Ce dispositif n’est pas une première pour l’ULg. Des coronographes similaires développés à Liège équipent déjà trois des plus grands télescopes du monde : le télescope Keck à Hawaii, le Large Binocular Telescope en Arizona et le VLT au Chili. Cependant la nouvelle version développée pour VISIR, dans le cadre de cet accord avec Breakthrough Initiatives, sera d’un niveau de performance inégalé.

 

Vue, au microscope électronique, de la partie centrale du masque de phase vortex actuellement installé au VLT sur l'instrument VISIR, livré par l’ULg en 2012. Dans le cadre du projet Breakthrough, l’ULg va en livrer une nouvelle version nettement plus performante. © ULg
Vue, au microscope électronique, de la partie centrale du masque de phase vortex actuellement installé au VLT sur l’instrument VISIR, livré par l’ULg en 2012. Dans le cadre du projet Breakthrough, l’ULg va en livrer une nouvelle version nettement plus performante. © ULg (Cliquer pour agrandir)

The Breakthrough Initiatives est un programme d’exploration scientifique et technologique conçu en 2015 par l’investisseur Internet et le philanthrope scientifique Yuri Milner dans le but d’explorer l’Univers, de rechercher les preuves scientifiques de l’existence de vie extraterrestre et d’encourager le débat public à l’échelle planétaire.

Une expertise liégeoise construite grâce à une bourse européenne

L’ESO vient de signer un partenariat dans le cadre de ce projet avec The Breakthrough Initiatives. L’accord prévoit le financement des modifications à apporter à l’instrument VISIR (Imageur et Spectromètre du VLT dans l’infrarouge moyen) sur le Very Large Telescope (VLT) de l’ESO, afin de considérablement augmenter sa capacité à détecter de potentielles planètes habitables autour d’Alpha Centauri, le système stellaire le plus proche de la Terre. Une partie de cet argent viendra directement financer les développements liégeois.

Ces développements technologiques sont également menés dans le cadre de l’ERC Starting Grant, une bourse de 1,5 M€ du Conseil européen de la Recherche, octroyée à Olivier Absil pour son projet de développement de vortex optiques en diamant synthétique afin d’améliorer la détection d’exoplanètes.

Des observations dans l’infrarouge

Effectuer les observations dans l’infrarouge moyen, où l’émission thermique de la planète en orbite réduit considérablement l’écart de luminosité entre cette planète et son étoile hôte, facilite cette tâche.

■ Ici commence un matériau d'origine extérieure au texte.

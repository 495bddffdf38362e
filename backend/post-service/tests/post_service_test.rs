/// Service-level tests for the post reader and writer against mocked
/// collaborators: persistence, identity directory, and rate limiter.
#[cfg(test)]
mod tests {
    use async_trait::async_trait;
    use chrono::{Duration, Utc};
    use mockall::mock;
    use std::sync::Arc;
    use uuid::Uuid;

    use identity_client::{IdentityDirectory, IdentityError, IdentityRecord};
    use post_service::db::PostStore;
    use post_service::models::Post;
    use post_service::services::PostService;
    use post_service::AppError;
    use rate_limiter::{LimitDecision, RateLimitError, RateLimiter};

    // ============================================
    // Mock collaborators
    // ============================================

    mock! {
        Store {}

        #[async_trait]
        impl PostStore for Store {
            async fn find_recent(&self, limit: i64) -> Result<Vec<Post>, sqlx::Error>;
            async fn insert(&self, author_id: &str, content: &str) -> Result<Post, sqlx::Error>;
        }
    }

    mock! {
        Directory {}

        #[async_trait]
        impl IdentityDirectory for Directory {
            async fn get_users(
                &self,
                ids: &[String],
                limit: usize,
            ) -> Result<Vec<IdentityRecord>, IdentityError>;
        }
    }

    mock! {
        Limiter {}

        #[async_trait]
        impl RateLimiter for Limiter {
            async fn limit(&self, key: &str) -> Result<LimitDecision, RateLimitError>;
        }
    }

    // ============================================
    // Test helpers
    // ============================================

    fn post(author_id: &str, content: &str, age_secs: i64) -> Post {
        Post {
            id: Uuid::new_v4(),
            author_id: author_id.to_string(),
            content: content.to_string(),
            created_at: Utc::now() - Duration::seconds(age_secs),
        }
    }

    fn record(id: &str, username: Option<&str>) -> IdentityRecord {
        IdentityRecord {
            id: id.to_string(),
            username: username.map(str::to_string),
            profile_image_url: Some(format!("https://img/{}.png", id)),
        }
    }

    fn service(
        store: MockStore,
        directory: MockDirectory,
        limiter: MockLimiter,
    ) -> PostService {
        PostService::new(Arc::new(store), Arc::new(directory), Arc::new(limiter))
    }

    // ============================================
    // Post reader
    // ============================================

    #[tokio::test]
    async fn list_preserves_store_order_and_resolves_authors() {
        let posts = vec![
            post("user_2", "🎉", 0),
            post("user_1", "👍", 10),
            post("user_2", "🔥", 20),
        ];
        let expected_ids: Vec<Uuid> = posts.iter().map(|p| p.id).collect();

        let mut store = MockStore::new();
        let fetched = posts.clone();
        store
            .expect_find_recent()
            .withf(|limit| *limit == 100)
            .times(1)
            .returning(move |_| Ok(fetched.clone()));

        let mut directory = MockDirectory::new();
        directory
            .expect_get_users()
            // duplicate author IDs are deduplicated before the lookup
            .withf(|ids, limit| {
                ids.len() == 2
                    && ids.contains(&"user_1".to_string())
                    && ids.contains(&"user_2".to_string())
                    && *limit == 100
            })
            .times(1)
            .returning(|_, _| {
                Ok(vec![
                    record("user_1", Some("ada")),
                    record("user_2", Some("grace")),
                ])
            });

        let service = service(store, directory, MockLimiter::new());
        let enriched = service.list_recent_posts().await.expect("enriched list");

        let got_ids: Vec<Uuid> = enriched.iter().map(|e| e.post.id).collect();
        assert_eq!(got_ids, expected_ids);
        assert_eq!(enriched[0].author.username, "grace");
        assert_eq!(enriched[1].author.username, "ada");
        assert_eq!(enriched[2].author.username, "grace");
    }

    #[tokio::test]
    async fn list_fails_when_an_author_is_missing() {
        let mut store = MockStore::new();
        let posts = vec![post("user_1", "👍", 0), post("ghost", "🎃", 5)];
        store
            .expect_find_recent()
            .times(1)
            .returning(move |_| Ok(posts.clone()));

        let mut directory = MockDirectory::new();
        directory
            .expect_get_users()
            .times(1)
            .returning(|_, _| Ok(vec![record("user_1", Some("ada"))]));

        let service = service(store, directory, MockLimiter::new());
        let err = service.list_recent_posts().await.unwrap_err();

        match err {
            AppError::Internal(msg) => assert_eq!(msg, "author for post not found"),
            other => panic!("expected Internal, got {:?}", other),
        }
    }

    #[tokio::test]
    async fn list_fails_when_an_author_has_no_username() {
        let mut store = MockStore::new();
        let posts = vec![post("user_1", "👍", 0)];
        store
            .expect_find_recent()
            .times(1)
            .returning(move |_| Ok(posts.clone()));

        let mut directory = MockDirectory::new();
        directory
            .expect_get_users()
            .times(1)
            .returning(|_, _| Ok(vec![record("user_1", None)]));

        let service = service(store, directory, MockLimiter::new());
        let err = service.list_recent_posts().await.unwrap_err();

        assert!(matches!(err, AppError::Internal(_)));
    }

    #[tokio::test]
    async fn list_is_idempotent_without_intervening_writes() {
        let posts = vec![post("user_1", "👍", 0), post("user_1", "🎉", 10)];
        let expected_ids: Vec<Uuid> = posts.iter().map(|p| p.id).collect();

        let mut store = MockStore::new();
        let fetched = posts.clone();
        store
            .expect_find_recent()
            .times(2)
            .returning(move |_| Ok(fetched.clone()));

        let mut directory = MockDirectory::new();
        directory
            .expect_get_users()
            .times(2)
            .returning(|_, _| Ok(vec![record("user_1", Some("ada"))]));

        let service = service(store, directory, MockLimiter::new());
        let first = service.list_recent_posts().await.expect("first list");
        let second = service.list_recent_posts().await.expect("second list");

        assert_eq!(first, second);
        let got_ids: Vec<Uuid> = first.iter().map(|e| e.post.id).collect();
        assert_eq!(got_ids, expected_ids);
    }

    #[tokio::test]
    async fn empty_store_yields_empty_list_without_directory_call() {
        let mut store = MockStore::new();
        store.expect_find_recent().times(1).returning(|_| Ok(vec![]));

        let mut directory = MockDirectory::new();
        directory.expect_get_users().never();

        let service = service(store, directory, MockLimiter::new());
        let enriched = service.list_recent_posts().await.expect("empty list");
        assert!(enriched.is_empty());
    }

    // ============================================
    // Post writer
    // ============================================

    #[tokio::test]
    async fn valid_emoji_post_is_persisted_for_the_caller() {
        let call_start = Utc::now();

        let mut store = MockStore::new();
        store
            .expect_insert()
            .withf(|author_id, content| author_id == "user_1" && content == "👍")
            .times(1)
            .returning(|author_id, content| {
                Ok(Post {
                    id: Uuid::new_v4(),
                    author_id: author_id.to_string(),
                    content: content.to_string(),
                    created_at: Utc::now(),
                })
            });

        let mut limiter = MockLimiter::new();
        limiter
            .expect_limit()
            .withf(|key| key == "user_1")
            .times(1)
            .returning(|_| Ok(LimitDecision { allowed: true }));

        let service = service(store, MockDirectory::new(), limiter);
        let post = service.create_post("user_1", "👍").await.expect("created");

        assert_eq!(post.content, "👍");
        assert_eq!(post.author_id, "user_1");
        assert!(!post.id.is_nil());
        assert!(post.created_at >= call_start);
    }

    #[tokio::test]
    async fn non_emoji_content_fails_validation_before_any_side_effect() {
        let mut store = MockStore::new();
        store.expect_insert().never();

        let mut limiter = MockLimiter::new();
        limiter.expect_limit().never();

        let service = service(store, MockDirectory::new(), limiter);
        let err = service.create_post("user_1", "hello").await.unwrap_err();

        assert!(matches!(err, AppError::Validation(_)));
    }

    #[tokio::test]
    async fn denied_admission_aborts_before_persistence() {
        let mut store = MockStore::new();
        store.expect_insert().never();

        let mut limiter = MockLimiter::new();
        limiter
            .expect_limit()
            .times(1)
            .returning(|_| Ok(LimitDecision { allowed: false }));

        let service = service(store, MockDirectory::new(), limiter);
        let err = service.create_post("user_1", "👍").await.unwrap_err();

        assert!(matches!(err, AppError::RateLimited));
    }

    #[tokio::test]
    async fn limiter_failure_is_internal_and_nothing_is_persisted() {
        let mut store = MockStore::new();
        store.expect_insert().never();

        let mut limiter = MockLimiter::new();
        limiter.expect_limit().times(1).returning(|_| {
            Err(RateLimitError::Redis(redis::RedisError::from((
                redis::ErrorKind::IoError,
                "connection reset",
            ))))
        });

        let service = service(store, MockDirectory::new(), limiter);
        let err = service.create_post("user_1", "👍").await.unwrap_err();

        assert!(matches!(err, AppError::Internal(_)));
    }

    #[tokio::test]
    async fn directory_failure_propagates_as_identity_error() {
        let mut store = MockStore::new();
        let posts = vec![post("user_1", "👍", 0)];
        store
            .expect_find_recent()
            .times(1)
            .returning(move |_| Ok(posts.clone()));

        let mut directory = MockDirectory::new();
        directory.expect_get_users().times(1).returning(|_, _| {
            Err(IdentityError::Status {
                status: reqwest::StatusCode::BAD_GATEWAY,
                body: "upstream down".to_string(),
            })
        });

        let service = service(store, directory, MockLimiter::new());
        let err = service.list_recent_posts().await.unwrap_err();

        assert!(matches!(err, AppError::IdentityError(_)));
    }
}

Toutefois, même dans l’infrarouge moyen, l’étoile affiche une luminosité des millions de fois supérieure à celle des planètes à détecter. S’ensuit la nécessité d’employer une technique permettant de réduire l’aveuglement généré par la lumière stellaire.

 

Identifier des exoplanètes avant de leur rendre visite

Pourquoi tenter ce genre d’observations du côté d’Alpha du Centaure? « Parce que les planètes qui s’y trouvent pourraient constituer les cibles d’éventuelles missions spatiales à venir avec des sondes miniatures lancées dans le cadre de l’initiative Breakthrough Starshot, une autre programme de Breakthrough Initiatives, lancé en avril 2016. Son but: démontrer la validité du concept de “nanocraft” ultra-rapide propulsé par la lumière. », précise l’ESO.

Après les avoir observées, les exoplanètes les plus proches de la Terre (situées à 4 années-lumière du Soleil tout de même…) pourraient bien recevoir la visite des vaisseaux automatique terriens.